The Greek election on January 25 will be the most important in recent memory. If the pollsters are proven correct, Syriza is poised to win by a large margin and this victory will end four decades of two-party rule in Greece.
Since 2010—and as a result of austerity measures—the country has seen its GDP shrink by nearly a quarter, its unemployment reach a third of the labour force and nearly half of its population fall below the poverty line.
With the slogan “hope is coming” Syriza, a party that prior to 2012 polled around 4.5 percent of the vote, seems to have achieved the impossible: creating a broad coalition that, at least rhetorically, rejects the TINA argument (There Is No Alternative) that previous Greek administrations have accepted. In its place, Syriza advocates a post-austerity vision, both for Greece and Europe, with re-structuring of sovereign debt at its centre.
How significant is this victory for Europe and the rest of the world? Comments range from grave concerns about the impact on the euro and the global economy to jubilant support for the renewal of the European left. For sure, Syriza is at the centre of political attention in Europe.
What is Syriza?
The origins of the party are to be found in a series of splits and consolidations involving various left-wing political groupings that, in one form or another, were originally related to the Communist Party of Greece. Syriza in its current form is a strategic coalition comprising a variety of political platforms that include social democrats, radical socialists and communists, environmentalists, anti-globalisation campaigners and human rights advocates.
Its original base comprised small business owners, academics and teachers with very little appeal among traditional working class voters. But the party’s current appeal is far broader, extending to the middle classes that were hit so hard by austerity measures (especially those associated with the public sector), as well as self-employed people, ex-small business owners, unemployed and underemployed people (especially youth).
Unlike other EU countries, these parts of the Greek electorate are not attracted to ultra-nationalist Eurosceptic parties. As traditional left-of centre voters they find attractive Syriza’s political narrative, a combination of anti-establishment discourse, mild left-wing patriotism, a vision that another Europe is possible and a vague hope for improving their economic and social condition.
What about the right?
Not all are convinced by Syriza, however. The voters attracted to far-right party Golden Dawn are traditional anti-communists who used to belong to the conservative New Democracy party or LAOS, a smaller nationalist ultra-right party.

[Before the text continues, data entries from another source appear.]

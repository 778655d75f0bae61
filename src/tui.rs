//! Terminal UI wrapper.
//!
//! This module provides [`Tui`], a wrapper around ratatui's Terminal that
//! owns raw mode, the alternate screen and mouse capture, and feeds terminal
//! input into an async event channel.

use std::io::Stdout;
use std::ops::{Deref, DerefMut};
use std::time::Duration;

use crossterm::cursor;
use crossterm::event::{
    DisableBracketedPaste, DisableMouseCapture, EnableBracketedPaste, EnableMouseCapture,
    Event as CrosstermEvent, EventStream, KeyCode, KeyEvent, KeyEventKind, KeyModifiers,
    MouseEvent,
};
use crossterm::terminal::{EnterAlternateScreen, LeaveAlternateScreen};
use futures::{FutureExt, StreamExt};
use ratatui::Terminal;
use ratatui::backend::CrosstermBackend;
use tokio::sync::mpsc;
use tokio::sync::mpsc::{UnboundedReceiver, UnboundedSender};
use tokio::task::JoinHandle;
use tokio::time::interval;
use tokio_util::sync::CancellationToken;
use tracing::{error, warn};

const GRACEFUL_SHUTDOWN_TIMEOUT_MS: u64 = 500;
const FORCEFUL_SHUTDOWN_TIMEOUT_MS: u64 = 2000;

pub type Backend = CrosstermBackend<Stdout>;

#[derive(Clone, Debug)]
pub enum Event {
    Init,
    Quit,
    Suspend,
    Error(String),
    Tick,
    Render,
    Key(KeyEvent),
    Mouse(MouseEvent),
    Paste(String),
    Resize(u16, u16),
}

/// Terminal UI wrapper.
///
/// Manages the terminal state and provides an async event stream. Input,
/// tick and render events are produced by a background task.
pub struct Tui {
    terminal: Terminal<Backend>,
    task: JoinHandle<()>,
    cancellation_token: CancellationToken,
    event_rx: UnboundedReceiver<Event>,
    event_tx: UnboundedSender<Event>,
    frame_rate: f64,
    tick_rate: f64,
}

impl Tui {
    /// Create a new TUI with the specified frame and tick rates.
    ///
    /// # Arguments
    /// * `frame_rate` - Frames per second for rendering (e.g., 30.0)
    /// * `tick_rate` - Ticks per second for time-based updates (e.g., 4.0)
    pub fn new(frame_rate: f64, tick_rate: f64) -> color_eyre::Result<Self> {
        let (event_tx, event_rx) = mpsc::unbounded_channel();
        Ok(Self {
            terminal: Terminal::new(Backend::new(std::io::stdout()))?,
            task: tokio::spawn(async {}),
            cancellation_token: CancellationToken::new(),
            event_rx,
            event_tx,
            frame_rate,
            tick_rate,
        })
    }

    /// Enter the TUI (raw mode, alternate screen, mouse capture).
    pub fn enter(&mut self) -> color_eyre::Result<()> {
        crossterm::terminal::enable_raw_mode()?;
        crossterm::execute!(
            std::io::stdout(),
            EnterAlternateScreen,
            cursor::Hide,
            EnableMouseCapture,
            EnableBracketedPaste
        )?;
        self.start();
        Ok(())
    }

    /// Exit the TUI (restore terminal state).
    pub fn exit(&mut self) -> color_eyre::Result<()> {
        self.stop()?;
        if crossterm::terminal::is_raw_mode_enabled()? {
            self.flush()?;
            crossterm::execute!(
                std::io::stdout(),
                DisableBracketedPaste,
                DisableMouseCapture,
                LeaveAlternateScreen,
                cursor::Show
            )?;
            crossterm::terminal::disable_raw_mode()?;
        }
        Ok(())
    }

    /// Suspend the TUI (for Ctrl+Z handling).
    pub fn suspend(&mut self) -> color_eyre::Result<()> {
        self.exit()?;
        #[cfg(not(windows))]
        signal_hook::low_level::raise(signal_hook::consts::SIGTSTP)?;
        Ok(())
    }

    /// Get the next event from the event stream.
    pub async fn next_event(&mut self) -> Option<Event> {
        self.event_rx.recv().await
    }

    fn start(&mut self) {
        self.cancel();
        self.cancellation_token = CancellationToken::new();
        let event_loop = Self::event_loop(
            self.event_tx.clone(),
            self.cancellation_token.clone(),
            self.tick_rate,
            self.frame_rate,
        );
        self.task = tokio::spawn(event_loop);
    }

    fn stop(&mut self) -> color_eyre::Result<()> {
        self.cancel();
        let mut shutdown_counter = 0;
        while !self.task.is_finished() {
            std::thread::sleep(Duration::from_millis(1));
            shutdown_counter += 1;
            if shutdown_counter >= GRACEFUL_SHUTDOWN_TIMEOUT_MS {
                self.task.abort();
            }
            if shutdown_counter >= FORCEFUL_SHUTDOWN_TIMEOUT_MS {
                return Err(color_eyre::eyre::eyre!("Failed to stop TUI task"));
            }
        }
        Ok(())
    }

    fn cancel(&self) {
        self.cancellation_token.cancel();
    }

    fn translate(event: CrosstermEvent) -> Option<Event> {
        match event {
            CrosstermEvent::Key(key) if key.kind == KeyEventKind::Press => {
                if key.modifiers.contains(KeyModifiers::CONTROL) {
                    match key.code {
                        KeyCode::Char('c') => return Some(Event::Quit),
                        KeyCode::Char('z') => return Some(Event::Suspend),
                        _ => {}
                    }
                }
                Some(Event::Key(key))
            }
            CrosstermEvent::Mouse(mouse) => Some(Event::Mouse(mouse)),
            CrosstermEvent::Paste(text) => Some(Event::Paste(text)),
            CrosstermEvent::Resize(width, height) => Some(Event::Resize(width, height)),
            _ => None,
        }
    }

    async fn event_loop(
        event_tx: UnboundedSender<Event>,
        cancellation_token: CancellationToken,
        tick_rate: f64,
        frame_rate: f64,
    ) {
        let mut event_stream = EventStream::new();
        let mut tick_interval = interval(Duration::from_secs_f64(1.0 / tick_rate));
        let mut frame_interval = interval(Duration::from_secs_f64(1.0 / frame_rate));

        #[cfg(unix)]
        {
            let event_tx = event_tx.clone();
            tokio::spawn(async move {
                match tokio::signal::unix::signal(tokio::signal::unix::SignalKind::terminate()) {
                    Ok(mut sigterm) => {
                        sigterm.recv().await;
                        let _ = event_tx.send(Event::Quit);
                    }
                    Err(err) => warn!("Failed to install SIGTERM handler: {err}"),
                }
            });
        }

        if event_tx.send(Event::Init).is_err() {
            return;
        }

        loop {
            let event = tokio::select! {
                () = cancellation_token.cancelled() => break,
                _ = tick_interval.tick() => Event::Tick,
                _ = frame_interval.tick() => Event::Render,
                crossterm_event = event_stream.next().fuse() => match crossterm_event {
                    Some(Ok(event)) => match Self::translate(event) {
                        Some(event) => event,
                        None => continue,
                    },
                    Some(Err(err)) => Event::Error(err.to_string()),
                    None => break,
                },
            };
            if event_tx.send(event).is_err() {
                break;
            }
        }
        cancellation_token.cancel();
    }
}

impl Deref for Tui {
    type Target = Terminal<Backend>;

    fn deref(&self) -> &Self::Target {
        &self.terminal
    }
}

impl DerefMut for Tui {
    fn deref_mut(&mut self) -> &mut Self::Target {
        &mut self.terminal
    }
}

impl Drop for Tui {
    fn drop(&mut self) {
        if let Err(err) = self.exit() {
            error!("Failed to restore the terminal: {err}");
        }
    }
}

Their appeal is among the lower middle classes (and some ultra conservative working class) who have been also hit hard by austerity. These voters have bought into the rhetoric that culprits behind Greece’s demise are the corrupt political elite and the large number of illegal migrants.
Golden Dawn’s popularity has fallen slightly in recent months, but it is still strong and according to recent polls it is likely to gain 6% of the vote. But the party is politically isolated, with its leadership in prison and no access to mainstream media. It is unlikely that will play any role in the forming of any government in future.
Will Greece leave the euro?
How likely is that Alexis Tsipras, Syriza’s charismatic 41-year-old leader, will be “the Communist Harry Potter who could implode the eurozone”?
Despite the scaremongering that often surfaces in media reports, it is clear that the majority of Syriza representatives want to avoid having to take Greece out of the common currency. Despite some eurosceptic voices in the party, the leadership can hardly be characterised as anti-European. In internal discussions, various factions within Syriza have argued for introducing a national currency but these have remained, so far, a minority voice within the party.
Instead, the current leadership of Syriza has made numerous statements that it does not intend to destroy the euro or force Greece out of the eurozone. But they also mentioned that they are not willing to keep Greece into the eurozone at any cost. If Greece leaves the euro under Syriza, it will happen not because its leadership wants to but because it will be forced to.
This rather ambivalent message has served Syriza well both domestically and externally. Domestically, it alleviated the fears of many disaffected middle class voters who are very skeptical about a return to Drachma.
Externally, it indicates the spirit with which Syriza will approach any forthcoming negotiations with the troika (the International Monetary Fund, the European Central Bank and the European Commission). Namely, that Syriza does not share the same neoliberal economic policy agenda as Greece’s lenders—and certainly challenges Germany’s insistence on continuation of austerity—but it is willing to compromise over a mutually beneficial deal.
What does it mean for Europe?
In terms of political rhetoric, Syriza has stated its political ambition is to change Europe as well as Greece. In what is admittedly a clever political move Syriza refused to accept the narrative of Greek exceptionalism when it comes to sovereign debt.
While attacking the incompetence and corruption of the two-party establishment that has run Greece since the 1970s, Syriza has framed the issue of Greek sovereign debt as part of the wider issue of European economic governance and, most recently, promoted the idea of a European summit on debt. In this way it opened a political space both for itself and other European political forces to change the dominant economic narrative in the EU.
Is the EU establishment going to respond? The announcement of new quantitative easing measures from the ECB marks a change in economic policy but according to chief Mario Draghi, Greece could be treated differently and any help will come with conditions. The months ahead will be tense and uncertain but one thing is for sure: nothing will be the same in Greek and European politics after Monday.